Lo único que sí se supo, para molestia de los actores a quienes les tocó hacer ese papel, es que los incómodos y calurosos trajes que lucían las temibles tropas imperiales de los Sardaukar habían sido hechas a partir de bolsas negras para guardar cadáveres. Usadas.
El mismo Frank Herbert, sin embargo, consideró que Lynch había hecho un auténtico festín visual con su Dune, y que era una obra a la que le tenía legítimo afecto. Dijeran lo que dijeran los demás, él no se sentía decepcionado con esa versión cinematográfica de su obra. En un punto, Herbert incluso se acercó a Lynch cuando supo que se encargaría de hacer la película para plantearle su propio guion para Dune, pero acabó admitiendo que aquello que sugería era un absoluto desastre y que la propuesta de Lynch resultó muy superior.
A los pocos meses de estrenada la película, Herbert se enteró de su padecimiento de cáncer. Estuvo durante un año luchando contra la enfermedad, pero no consiguió una especia Melange que le regalara años extra de vida. Murió en febrero de 1986. Tenía sesenta y cinco años y había vendido doce millones de ejemplares de Dune. Estaba trabajando en la séptima entrega que escribía ahora junto con su hijo Brian Herbert, el heredero de la saga de Dune que hoy alcanza una treintena de libros.
Como es sabido, pronto viene una nueva película de Dune (al parecer serán dos entregas, esta es solo la primera parte, tal como la había escrito originalmente Herbert en dos volúmenes). En esta oportunidad de la mano del canadiense Denis Villeneuve (director de filmes de ciencia ficción bien logrados como La llegada y Blade Runner 2049). Algunos dicen que su estreno en el último festival de Venecia provocó una ovación de pie durante siete largos minutos por parte de los asistentes. Aunque otros señalan que se trata básicamente de la misma película de Lynch pero con los actores y los efectos especiales de 2021. Otros –los menos– aseguran que como Jodorowsky y Lynch se acaba también estrellando contra el desierto y resulta comida para gusanos. Los gigantescos, indomables, temibles gusanos de Arrakis; los guardianes de la especia, los portadores del secreto de tan codiciada droga.

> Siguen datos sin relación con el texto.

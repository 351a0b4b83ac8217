use clap::{Args as ClapArgs, Parser, Subcommand};
use std::path::PathBuf;
use std::str::FromStr;

use crate::catalog::repository::ArtifactFilter;
use crate::definition::SourceType;

/// Command-line arguments for the artifact catalog.
///
/// Global options select the configuration file and the database; every
/// catalog operation is a subcommand that prints its result as JSON.
#[derive(Parser, Debug)]
#[clap(name = "artifact-catalog", about = "Catalog of forensic artifact definitions")]
pub struct Args {
    /// Path to configuration YAML file
    #[clap(short = 'c', long, global = true)]
    pub config: Option<PathBuf>,

    /// SQLite database file, overrides the configuration
    #[clap(short, long, global = true)]
    pub database: Option<PathBuf>,

    /// Verbose logging
    #[clap(short, long, global = true)]
    pub verbose: bool,

    #[clap(subcommand)]
    pub command: Commands,
}

#[derive(Subcommand, Debug, PartialEq)]
pub enum Commands {
    /// Create the schema, seed the vocabulary and the admin user, and load
    /// the seed definitions
    Init {
        /// Directory of YAML definitions, overrides the configuration
        #[clap(long)]
        seed_dir: Option<PathBuf>,

        /// Password given to a newly created admin user
        #[clap(long, default_value = "admin")]
        admin_password: String,
    },

    /// Register a user
    AddUser {
        name: String,

        #[clap(long)]
        fullname: Option<String>,

        #[clap(long, default_value = "")]
        password: String,
    },

    /// Create an artifact from a YAML definition file
    Create {
        file: PathBuf,

        #[clap(flatten)]
        author: AuthorOpts,

        /// Overwrite an artifact with the same name
        #[clap(long)]
        replace: bool,
    },

    /// Overwrite an artifact from a YAML definition file
    Update {
        id: i64,

        file: PathBuf,

        #[clap(flatten)]
        author: AuthorOpts,
    },

    /// Print one artifact with its definition
    Show { id: i64 },

    /// Delete an artifact
    Delete { id: i64 },

    /// List artifacts matching every given filter
    List(FilterOpts),

    /// List labels with their artifacts
    Labels,

    /// List supported operating systems with their artifacts
    SupportedOs,

    /// List source types with their artifacts
    Sources,

    /// List users with the artifacts they author
    Authors,

    /// Import every definition found in the given YAML files or directories
    Import {
        #[clap(required = true)]
        paths: Vec<PathBuf>,

        #[clap(flatten)]
        author: AuthorOpts,

        /// Overwrite artifacts with the same name
        #[clap(long)]
        replace: bool,
    },

    /// Write artifact definitions as a YAML document stream
    Export {
        #[clap(required = true)]
        ids: Vec<i64>,

        /// Output file (default: stdout)
        #[clap(short, long)]
        output: Option<PathBuf>,
    },
}

#[derive(ClapArgs, Debug, PartialEq)]
pub struct AuthorOpts {
    /// Author of the artifact (default: from the configuration)
    #[clap(short, long)]
    pub author: Option<String>,
}

/// Filters for `list`. Repeat a flag to accept any of several values.
#[derive(ClapArgs, Debug, PartialEq, Default)]
pub struct FilterOpts {
    #[clap(long = "label")]
    pub labels: Vec<String>,

    #[clap(long = "os")]
    pub supported_os: Vec<String>,

    #[clap(long = "author")]
    pub authors: Vec<String>,

    #[clap(long = "source", value_parser = SourceType::from_str)]
    pub source_types: Vec<SourceType>,
}

impl From<&FilterOpts> for ArtifactFilter {
    fn from(opts: &FilterOpts) -> Self {
        ArtifactFilter {
            labels: opts.labels.iter().cloned().collect(),
            supported_os: opts.supported_os.iter().cloned().collect(),
            authors: opts.authors.iter().cloned().collect(),
            source_types: opts.source_types.iter().map(|s| s.as_str().to_string()).collect(),
        }
    }
}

En 2015, cincuenta años después de la publicación de la novela de Herbert y cincuenta y cinco después de su escueto informe sobre la recomendación de sembrar el desierto de Oregon, el Departamento de Agricultura de Estados Unidos se abocó a arrancar toda la hierba europea al considerarla una especie no nativa, nociva e invasora. Así que al desierto no lo detiene nadie, esta historia pica, se extiende y continúa. Como un organismo vivo al que le falta aún mucho por recorrer, mucho por contar.